With no second, the motion failed.
Then Vessa made a motion to approve the resolution, with only the amended language, which passed 5-1.
Crazies on Committees
During the public comment portion of the Jan. 20 meeting, Leslie Winters, a member of the Round Rock ISD Student Health Advisory Council (SHAC), proudly proclaims she is the Chair of the Williamson County Chapter of Moms For Liberty, a far-right Conservative nonprofit that claims to advocate for “parental rights.”
In reality, the group advocates against Covid-19 mask and vaccine mandates as well as school curricula that mention LGBTQ+ rights, race, critical race theory or discrimination. The group also advocates for the banning of books, specifically those that address gender and/or sexuality issues.
Winters begins her comment complaining about a non-mandatory teacher training at a middle school in Round Rock ISD, that included what she called “disturbing” slides that said, “Do not tell parents.”

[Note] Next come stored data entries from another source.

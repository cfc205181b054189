// SPDX-FileCopyrightText: 2026 Switchyard Contributors
// SPDX-License-Identifier: MIT OR Apache-2.0

//! Core library for Switchyard.
//!
//! This crate provides the error type, shared types, and the
//! [`ModelGateway`] trait used throughout the Switchyard workspace. Every
//! generation backend implements the trait defined here.

pub mod error;
pub mod traits;
pub mod types;

// Re-export key items at crate root for ergonomic imports.
pub use error::SwitchyardError;
pub use traits::ModelGateway;
pub use types::{unix_timestamp, ComplexityTier, ModelInfo, RoutingResult};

While she did not provide additional information about the slides, it is likely a safe bet the slides in question are related to students sharing their gender identity or sexual orientation, which they may be unable to do at home, with a teacher or educator they trust.
Thus, Winters’ comments reflect anti-LGBTQ+ ideologies, more than any concern for “transparency” or “parents’ rights.”
Not only did Winters proudly assert her position as the local Chair for Moms for Liberty, she made sure to read their mission statement.
“Our mission at Moms For Liberty is dedicated to fighting for the survival of America by unifying, educating and empowering our parents to defend our parent rights at all levels of government,” Winters said.
Another Round Rock ISD resident spoke later during public comment about Winters’ participation on the SHAC committee.
“Isn’t it sort of a conflict of interest for somebody who’s suing the District to serve on a committee, in regards to student health, especially given that said person is suing the District over a mask mandate?” Bob Kazamakis asked.